Researchers at SAHMRI and the University of Adelaide have pinpointed a tumour support signal that works to suppress the immune system. Blocking this signal may prove pivotal in stopping bowel cancer.

Like most cancers, bowel cancers are surrounded by many normal cells that are corrupted to support cancer growth.

The international team, led by Associate Professor Susan Woods and Associate Professor Daniel Worthley, has been studying where these support cells come from, how they support the tumour and how they can be prevented.

A/Prof Woods says they’ve identified a factor that is consistently elevated in patient bowel cancer samples, a support cell marker known as ‘MCAM’, and identified a key stem cell of origin for these cancer growth support cells.
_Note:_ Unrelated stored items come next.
//! Effect resolution tests.
//!
//! These tests exercise healing and shield resolution through the public API:
//! - Resolution without a caster
//! - Caster modifiers from attributes and gear
//! - Error-tagged results for bad input
//! - Situational recommendations

use serde_json::json;
use vtt_rules::effects::recommend::{CombatState, IncomingDamage, ResourceConstraint};
use vtt_rules::effects::{
    calculate_healing, healing_types_by_category, recommend_effect_type, resolve_effect,
    shield_effectiveness, CasterProfile, HealingDetail, HealingParams, ShieldParams, Situation,
};
use vtt_rules::testing::TestHarness;
use vtt_rules::{
    Attribute, CharacterId, EffectError, EffectRequest, EffectResult, EffectType, EquipmentSlot,
    ItemEffect, ResourceKind,
};

// =============================================================================
// HEALING
// =============================================================================

#[test]
fn test_direct_healing_without_caster() {
    let result = calculate_healing("direct", &HealingParams::dice("2d8+2"), None);
    assert_eq!(result.healing_type, "direct");
    assert_eq!(result.amount, 11);
    assert_eq!(result.min, Some(4));
    assert_eq!(result.max, Some(18));
    assert_eq!(result.error, None);
}

#[test]
fn test_params_from_ui_record() {
    let params: HealingParams = serde_json::from_value(json!({
        "tickAmount": "1d6",
        "tickCount": 4,
        "tickFrequency": "6seconds",
        "scalingType": "flat",
        "color": "green"
    }))
    .unwrap();

    let result = calculate_healing("regeneration", &params, None);
    // 3.5 per tick over 4 ticks
    assert_eq!(result.amount, 14);
    assert_eq!(result.min, Some(4));
    assert_eq!(result.max, Some(24));
    assert!(matches!(
        result.detail,
        Some(HealingDetail::Regeneration { per_tick: 3, ticks: 4, .. })
    ));
}

#[test]
fn test_missing_and_malformed_dice() {
    let missing = calculate_healing("direct", &HealingParams::default(), None);
    assert_eq!(missing.amount, 0);
    assert_eq!(
        missing.error,
        Some(EffectError::MissingParameter {
            field: "diceNotation".to_string()
        })
    );

    let malformed = calculate_healing("direct", &HealingParams::dice("lots of d"), None);
    assert_eq!(malformed.amount, 0);
    assert!(matches!(
        malformed.error,
        Some(EffectError::InvalidDiceNotation { ref field, .. }) if field == "diceNotation"
    ));
}

#[test]
fn test_unknown_ids_are_tagged() {
    let healing = calculate_healing("smite", &HealingParams::dice("1d4"), None);
    assert_eq!(healing.error, Some(EffectError::InvalidEffectType("smite".to_string())));

    let shield = shield_effectiveness("mirror", &ShieldParams::amount("1d4"), None);
    assert_eq!(shield.amount, 0);
    assert_eq!(shield.error, Some(EffectError::InvalidShieldType("mirror".to_string())));

    assert_eq!(
        healing_types_by_category("arcane").unwrap_err(),
        EffectError::InvalidHealingCategory("arcane".to_string())
    );
}

#[test]
fn test_caster_spirit_and_gear_boost_healing() {
    let mut harness = TestHarness::new().with_attributes(&[(Attribute::Spirit, 16)]);
    harness.equip(
        EquipmentSlot::MainHand,
        "lifewood_staff",
        vec![ItemEffect::scalar("healingModifier", 50)],
    );

    let caster = harness.engine.caster_profile();
    assert_eq!(caster.casting_modifier(), 3);
    assert_eq!(caster.healing_modifier, 50.0);

    // (11 + 3) * 1.5
    let result = calculate_healing("direct", &HealingParams::dice("2d8+2"), Some(&caster));
    assert_eq!(result.amount, 21);
    assert_eq!(result.max, Some(18));
}

#[test]
fn test_vampiric_reports_drain() {
    let params = HealingParams {
        drain_amount: Some("4d6".to_string()),
        conversion_rate: Some(0.75),
        ..Default::default()
    };
    let result = calculate_healing("vampiric", &params, None);
    // 14 drained, 10.5 healed
    assert_eq!(result.damage_amount, Some(14));
    assert_eq!(result.amount, 10);
    assert!(matches!(
        result.detail,
        Some(HealingDetail::Vampiric { ref damage_type, .. }) if damage_type == "necrotic"
    ));
}

#[test]
fn test_conditional_bonus_is_caller_supplied() {
    let mut params = HealingParams {
        base_healing: Some("2d6".to_string()),
        bonus_condition: Some("target below half health".to_string()),
        ..Default::default()
    };
    assert_eq!(calculate_healing("conditional", &params, None).amount, 7);

    params.condition_met = true;
    assert_eq!(calculate_healing("conditional", &params, None).amount, 10);
}

#[test]
fn test_chain_heals_fewer_per_jump() {
    let params = HealingParams {
        dice_notation: Some("4d8".to_string()),
        jumps: Some(3),
        ..Default::default()
    };
    let result = calculate_healing("chain", &params, None);
    let Some(HealingDetail::Chain { amounts, .. }) = &result.detail else {
        panic!("expected chain detail, got {:?}", result.detail);
    };
    assert_eq!(amounts.len(), 3);
    assert!(amounts.windows(2).all(|w| w[0] >= w[1]));
    assert_eq!(result.amount, amounts.iter().sum::<i32>());
}

// =============================================================================
// SHIELDS
// =============================================================================

#[test]
fn test_shield_variants() {
    let params = ShieldParams::amount("2d10+5");

    let standard = shield_effectiveness("standard", &params, None);
    assert_eq!(standard.amount, 16);

    let fortified = shield_effectiveness("fortified", &params, None);
    assert_eq!(fortified.amount, 24);
    assert_eq!(fortified.max, Some(37));

    let layered = shield_effectiveness("layered", &params, None);
    let layers = layered.layers.unwrap();
    assert_eq!(layers.count, 3);
    assert_eq!(layers.per_layer, 5);

    let reactive = shield_effectiveness("reactive", &params, None);
    assert_eq!(reactive.damage_reduction, Some(25));
    assert!(reactive.reflect.is_some());
}

#[test]
fn test_shield_modifiers_stack() {
    let caster = CasterProfile {
        shield_modifier: 20.0,
        absorb_modifier: 50.0,
        ..Default::default()
    };
    // 16 * 1.2 * 1.5
    let result = shield_effectiveness("standard", &ShieldParams::amount("2d10+5"), Some(&caster));
    assert_eq!(result.amount, 28);
    assert_eq!(result.max, Some(25));
}

// =============================================================================
// REQUESTS AND THE ENGINE
// =============================================================================

#[test]
fn test_request_round_trip_through_engine() {
    let mut harness = TestHarness::new();
    harness.wound_to(10);

    let request: EffectRequest = serde_json::from_value(json!({
        "kind": "healing",
        "effectType": "direct",
        "params": { "diceNotation": "2d8+2" }
    }))
    .unwrap();
    let outcome = harness.engine.cast_effect(request).clone();

    assert_eq!(outcome.result.amount(), 11);
    assert_eq!(outcome.applied, 11);
    assert_eq!(harness.engine.resource(ResourceKind::Health).current(), 21);
    assert_eq!(harness.engine.resource(ResourceKind::ActionPoints).current(), 3);
}

#[test]
fn test_resolve_shield_request_for_ally() {
    let ally = CharacterId::new();
    let request = EffectRequest::shield("absorbing", ShieldParams::amount("3d6")).with_target(ally);
    let result = resolve_effect(&request, None);

    let EffectResult::Shield(shield) = &result else {
        panic!("expected a shield result");
    };
    // 10.5 * 0.8
    assert_eq!(shield.amount, 8);
    assert_eq!(shield.absorption.map(|a| a.max_healing), Some(2));
    assert_eq!(request.target(), Some(ally));
}

#[test]
fn test_healing_overflow_is_clamped() {
    let mut harness = TestHarness::new();
    let (_, max) = harness.health();
    harness.wound_to(max - 2);

    let outcome = harness
        .engine
        .cast_effect(EffectRequest::healing("direct", HealingParams::dice("2d8+2")));
    assert_eq!(outcome.applied, 2);
    assert_eq!(harness.health(), (max, max));
}

// =============================================================================
// RECOMMENDATIONS
// =============================================================================

#[test]
fn test_recommendations() {
    let emergency = recommend_effect_type(&Situation {
        target_health: 20.0,
        ..Default::default()
    });
    assert_eq!(emergency.recommended_type, EffectType::Direct);
    assert_eq!(emergency.secondary_type, EffectType::Shield);

    let group = recommend_effect_type(&Situation {
        target_count: 4,
        ..Default::default()
    });
    assert_eq!(group.recommended_type, EffectType::Chain);

    let thrifty = recommend_effect_type(&Situation {
        target_count: 4,
        resource_constraint: ResourceConstraint::Low,
        ..Default::default()
    });
    assert_eq!(thrifty.recommended_type, EffectType::Regeneration);

    let critical = recommend_effect_type(&Situation {
        target_health: 90.0,
        incoming_damage: IncomingDamage::Moderate,
        combat_state: CombatState::Critical,
        ..Default::default()
    });
    assert_eq!(critical.recommended_type, EffectType::Direct);
}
“Our research shows bowel cancer patients with high levels of this marker have worse outcomes,” A/Prof Woods said.

“We found that cells with high levels of the MCAM signal shut down the immune system, allowing the cancer to grow rapidly.”

The study published in Gastroenterology, showed that by removing MCAM in mutant mice, tumour-killing immune cells could infiltrate bowel cancers, prevent tumour growth and extend lifespan.

“MCAM serves to mask tumours so that they remain hidden from the immune system,” A/Prof Woods said.

“But when we remove MCAM, the body’s defence recognises the cancer and attacks it.”

The team will now focus on developing approaches to reduce the expansion of these support cells and inhibit the activity of MCAM, potentially providing considerable clinical value in the treatment of colorectal cancer in the future.

The study was supported by the National Health and Medical Research Council (NHMRC), Cancer Council SA’s Beat Cancer Project, Greaton International and the Lions Medical Research Foundation. It also involved key investigators from Nagoya University, University of Tokyo, the Royal Adelaide Hospital, Flinders Medical Centre, University of Western Ontario, University of Queensland, Cleveland Clinic Foundation, University of Oxford and Columbia University.